Kylmäpihlaja Lighthouse (Finnish: Kylmäpihlajan majakka) is a combined lighthouse and pilot station located on the small island of Kylmäpihlaja, in the outer archipelago of Rauma, Finland, some 10 km from the mainland in the Bothnian Sea. It serves the southern shipping lane of the Port of Rauma.

==Facilities==
Commissioned in 1953, the lighthouse replaced an earlier lightvessel, which was relocated to Kemi.

The facilities, in addition to the light, include a fog horn, radar and radio beacon, as well as a diesel-powered engine-generator which provided the island's electricity until the 1980s, when a cable was laid down connecting the island to the mainland.

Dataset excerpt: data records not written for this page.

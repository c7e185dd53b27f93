//! Payload of the tabular query endpoint and conversion into room records.
//!
//! The endpoint answers `{status, errors?, table: {cols, rows}}`. Every field
//! is optional here so that partial or unusual payloads deserialise and the
//! structural checks happen in [`extract_records`].

use serde::Deserialize;
use serde_json::Value;
use tracing::debug;

use crate::boarding::invoice::error::{InvoiceError, Result};
use crate::boarding::invoice::header;
use crate::boarding::invoice::model::{CanonicalField, RoomRecord};

/// Minimum number of recognised columns for a range to count as a room table.
pub const MIN_RECOGNISED_HEADERS: usize = 3;

/// Shown when the provider flags an error without saying what went wrong.
pub const UNKNOWN_PROVIDER_ERROR: &str = "Lỗi không xác định từ Google API.";

/// Integral floats below this magnitude print without an exponent.
const PLAIN_INTEGER_LIMIT: f64 = 1e21;

/// Top-level payload inside the callback envelope.
#[derive(Debug, Clone, Default, Deserialize)]
pub struct QueryResponse {
    #[serde(default)]
    pub status: Option<String>,
    #[serde(default)]
    pub errors: Option<Vec<QueryError>>,
    #[serde(default)]
    pub table: Option<DataTable>,
}

impl QueryResponse {
    /// True when the provider flagged the whole response as failed.
    pub fn is_error(&self) -> bool {
        self.status.as_deref() == Some("error")
    }

    /// Every embedded error message, preferring the detailed text.
    pub fn error_messages(&self) -> Vec<String> {
        self.errors
            .iter()
            .flatten()
            .filter_map(QueryError::text)
            .collect()
    }
}

#[derive(Debug, Clone, Default, Deserialize)]
pub struct QueryError {
    #[serde(default)]
    pub reason: Option<String>,
    #[serde(default)]
    pub message: Option<String>,
    #[serde(default)]
    pub detailed_message: Option<String>,
}

impl QueryError {
    fn text(&self) -> Option<String> {
        self.detailed_message
            .as_deref()
            .filter(|text| !text.is_empty())
            .or(self.message.as_deref().filter(|text| !text.is_empty()))
            .or(self.reason.as_deref())
            .map(str::to_string)
    }
}

#[derive(Debug, Clone, Default, Deserialize)]
pub struct DataTable {
    #[serde(default)]
    pub cols: Option<Vec<Column>>,
    #[serde(default)]
    pub rows: Option<Vec<Option<Row>>>,
}

#[derive(Debug, Clone, Default, Deserialize)]
pub struct Column {
    #[serde(default)]
    pub id: Option<String>,
    #[serde(default)]
    pub label: Option<String>,
}

#[derive(Debug, Clone, Default, Deserialize)]
pub struct Row {
    #[serde(default)]
    pub c: Option<Vec<Option<Cell>>>,
}

/// A single cell: `v` is the raw value, `f` the sheet's formatted text.
#[derive(Debug, Clone, Default, Deserialize)]
pub struct Cell {
    #[serde(default)]
    pub v: Option<Value>,
    #[serde(default)]
    pub f: Option<String>,
}

impl Cell {
    /// Formatted text if present, otherwise the raw value as text, trimmed.
    pub fn display_text(&self) -> String {
        let text = match (&self.f, &self.v) {
            (Some(formatted), _) => formatted.clone(),
            (None, Some(raw)) => value_to_string(raw),
            (None, None) => String::new(),
        };
        text.trim().to_string()
    }
}

fn value_to_string(value: &Value) -> String {
    match value {
        Value::Null => String::new(),
        Value::String(text) => text.clone(),
        Value::Bool(flag) => flag.to_string(),
        Value::Number(number) => match number.as_f64() {
            Some(float)
                if number.is_f64() && float.fract() == 0.0 && float.abs() < PLAIN_INTEGER_LIMIT =>
            {
                if float == 0.0 {
                    "0".to_string()
                } else {
                    format!("{float}")
                }
            }
            _ => number.to_string(),
        },
        other => other.to_string(),
    }
}

/// Converts a query response into room records.
///
/// Fails when the payload carries only error messages, or when fewer than
/// [`MIN_RECOGNISED_HEADERS`] column labels map to a canonical field. A payload
/// without any table structure and without errors yields no records.
pub fn extract_records(response: &QueryResponse) -> Result<Vec<RoomRecord>> {
    let Some((cols, rows)) = response
        .table
        .as_ref()
        .and_then(|table| Some((table.cols.as_ref()?, table.rows.as_ref()?)))
    else {
        if response.errors.is_some() {
            let messages = response.error_messages();
            let detail = if messages.is_empty() {
                UNKNOWN_PROVIDER_ERROR.to_string()
            } else {
                messages.join(", ")
            };
            return Err(InvoiceError::EmbeddedErrors(detail));
        }
        return Ok(Vec::new());
    };

    let mapping = map_columns(cols);
    let recognised = mapping.iter().flatten().count();
    debug!(columns = cols.len(), recognised, "mapped column headers");
    if recognised < MIN_RECOGNISED_HEADERS {
        return Err(InvoiceError::MissingHeaders { found: recognised });
    }

    Ok(rows
        .iter()
        .filter_map(|row| row.as_ref().and_then(|row| row_to_record(row, &mapping)))
        .collect())
}

fn map_columns(cols: &[Column]) -> Vec<Option<CanonicalField>> {
    cols.iter()
        .map(|col| header::resolve(col.label.as_deref().unwrap_or_default()))
        .collect()
}

fn row_to_record(row: &Row, mapping: &[Option<CanonicalField>]) -> Option<RoomRecord> {
    let cells = row.c.as_ref()?;

    let values: Vec<(CanonicalField, String)> = mapping
        .iter()
        .zip(cells)
        .filter_map(|(field, cell)| {
            let text = cell.as_ref().map(Cell::display_text).unwrap_or_default();
            field.map(|field| (field, text))
        })
        .collect();

    if values.iter().all(|(_, value)| value.is_empty()) {
        return None;
    }

    let record = RoomRecord::from_pairs(values);
    if record.room_name().is_empty() && record.tenant_name().is_empty() {
        return None;
    }
    Some(record)
}

#[cfg(test)]
mod tests {
    use super::*;
    use crate::boarding::invoice::error::FailureKind;
    use serde_json::json;

    fn response(value: Value) -> QueryResponse {
        serde_json::from_value(value).expect("payload deserialises")
    }

    fn room_table(rows: Value) -> QueryResponse {
        response(json!({
            "status": "ok",
            "table": {
                "cols": [
                    {"id": "A", "label": "TÊN PHÒNG"},
                    {"id": "B", "label": "Tên"},
                    {"id": "C", "label": "Tiền phòng"},
                    {"id": "D", "label": "Ghi chú"},
                    {"id": "E", "label": "Tổng tiền phải\nthanh toán"}
                ],
                "rows": rows
            }
        }))
    }

    #[test]
    fn maps_cells_by_header_and_prefers_formatted_values() {
        let table = room_table(json!([
            {"c": [
                {"v": "P101"},
                {"v": "  Nguyễn Văn B "},
                {"v": 1200000.0, "f": "1,200,000 đ"},
                {"v": "ignored"},
                {"v": 2500000.0}
            ]}
        ]));

        let records = extract_records(&table).unwrap();
        assert_eq!(records.len(), 1);
        let record = &records[0];
        assert_eq!(record.room_name(), "P101");
        assert_eq!(record.tenant_name(), "Nguyễn Văn B");
        assert_eq!(record.get(CanonicalField::RoomRent), "1,200,000 đ");
        assert_eq!(record.get(CanonicalField::TotalDue), "2500000");
        assert_eq!(record.get(CanonicalField::WaterCost), "");
    }

    #[test]
    fn drops_empty_rows_and_rows_without_identity() {
        let table = room_table(json!([
            {"c": [null, null, null, null, null]},
            {"c": [{"v": ""}, {"v": " "}, null, {"v": "note"}, null]},
            {"c": [null, null, {"f": "900,000 đ"}, null, null]},
            {"c": [{"v": "P102"}, null, null, null, null]},
            null,
            {}
        ]));

        let records = extract_records(&table).unwrap();
        assert_eq!(records.len(), 1);
        assert_eq!(records[0].room_name(), "P102");
        assert_eq!(records[0].get(CanonicalField::RoomRent), "");
    }

    #[test]
    fn keeps_duplicate_rooms_in_input_order() {
        let table = room_table(json!([
            {"c": [{"v": "P2"}, {"v": "An"}, null, null, null]},
            {"c": [{"v": "P1"}, {"v": "Bình"}, null, null, null]},
            {"c": [{"v": "P2"}, {"v": "Chi"}, null, null, null]}
        ]));

        let names: Vec<_> = extract_records(&table)
            .unwrap()
            .iter()
            .map(|record| record.tenant_name().to_string())
            .collect();
        assert_eq!(names, ["An", "Bình", "Chi"]);
    }

    #[test]
    fn short_rows_leave_trailing_fields_empty() {
        let table = room_table(json!([{"c": [{"v": "P3"}]}]));
        let records = extract_records(&table).unwrap();
        assert_eq!(records[0].room_name(), "P3");
        assert_eq!(records[0].get(CanonicalField::TotalDue), "");
    }

    #[test]
    fn tenant_name_alone_identifies_a_row() {
        let table = room_table(json!([{"c": [null, {"v": "Dũng"}, null, null, null]}]));
        let records = extract_records(&table).unwrap();
        assert_eq!(records.len(), 1);
        assert_eq!(records[0].room_name(), "");
    }

    #[test]
    fn fewer_than_three_known_headers_fails() {
        let table = response(json!({
            "table": {
                "cols": [{"label": "TÊN PHÒNG"}, {"label": "TÊN"}, {"label": "Ghi chú"}],
                "rows": []
            }
        }));
        let error = extract_records(&table).unwrap_err();
        assert!(matches!(error, InvoiceError::MissingHeaders { found: 2 }));
    }

    #[test]
    fn headerless_range_fails_even_with_rows() {
        let table = response(json!({
            "table": {
                "cols": [{"id": "A", "label": ""}, {"id": "B"}, {"id": "C", "label": ""}],
                "rows": [{"c": [{"v": "TÊN PHÒNG"}, {"v": "TÊN"}, {"v": "DV"}]}]
            }
        }));
        assert!(matches!(
            extract_records(&table),
            Err(InvoiceError::MissingHeaders { found: 0 })
        ));
    }

    #[test]
    fn valid_headers_without_rows_yield_nothing() {
        let table = room_table(json!([]));
        assert!(extract_records(&table).unwrap().is_empty());
    }

    #[test]
    fn missing_structure_without_errors_yields_nothing() {
        assert!(extract_records(&response(json!({}))).unwrap().is_empty());
        assert!(extract_records(&response(json!({"table": {"cols": []}}))).unwrap().is_empty());
    }

    #[test]
    fn missing_structure_with_errors_lists_every_message() {
        let payload = response(json!({
            "errors": [
                {"reason": "invalid_query", "message": "short", "detailed_message": "bad column"},
                {"message": "second problem"}
            ]
        }));
        let error = extract_records(&payload).unwrap_err();
        let InvoiceError::EmbeddedErrors(text) = &error else {
            panic!("unexpected error: {error:?}");
        };
        assert_eq!(text, "bad column, second problem");
    }

    #[test]
    fn error_list_without_text_still_fails() {
        for payload in [
            json!({"errors": [{}]}),
            json!({"errors": []}),
            json!({"errors": [{"message": ""}]}),
        ] {
            let error = extract_records(&response(payload)).unwrap_err();
            let InvoiceError::EmbeddedErrors(text) = &error else {
                panic!("unexpected error: {error:?}");
            };
            assert_eq!(text, UNKNOWN_PROVIDER_ERROR);
            assert_eq!(error.kind(), FailureKind::ExtractionError);
        }
    }

    #[test]
    fn large_integral_numbers_print_in_full() {
        assert_eq!(value_to_string(&json!(1e15)), "1000000000000000");
        assert_eq!(value_to_string(&json!(123456789012345680000.0)), "123456789012345680000");
        assert_eq!(value_to_string(&json!(-2500000.0)), "-2500000");
        assert_eq!(value_to_string(&json!(-0.0)), "0");
    }

    #[test]
    fn extraction_is_repeatable() {
        let table = room_table(json!([
            {"c": [{"v": "P1"}, {"v": "An"}, {"v": 1.5}, null, {"v": true}]}
        ]));
        assert_eq!(extract_records(&table).unwrap(), extract_records(&table).unwrap());
        assert_eq!(
            extract_records(&table).unwrap()[0].get(CanonicalField::RoomRent),
            "1.5"
        );
    }
}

The light source has been electric from the outset, although this was earlier backed up by a gas light which would operate automatically in the event of a power cut. When the cable connection with the mainland was installed, the gas light was removed and the island's generator now provides the backup power.

==Accommodation==
The lighthouse building comprises a 12-storey tower and a two-storey accommodation block. These originally housed the station's staff of two lighthouse keepers, twelve pilots and eight pilot boat drivers.

After the pilot operations were relocated in the 1990s, the City of Rauma acquired the property, which now operates as a seasonal hotel with 15 rooms and a restaurant, as well as a guest marina. The navigational and radar facilities remain with the Finnish Maritime Administration.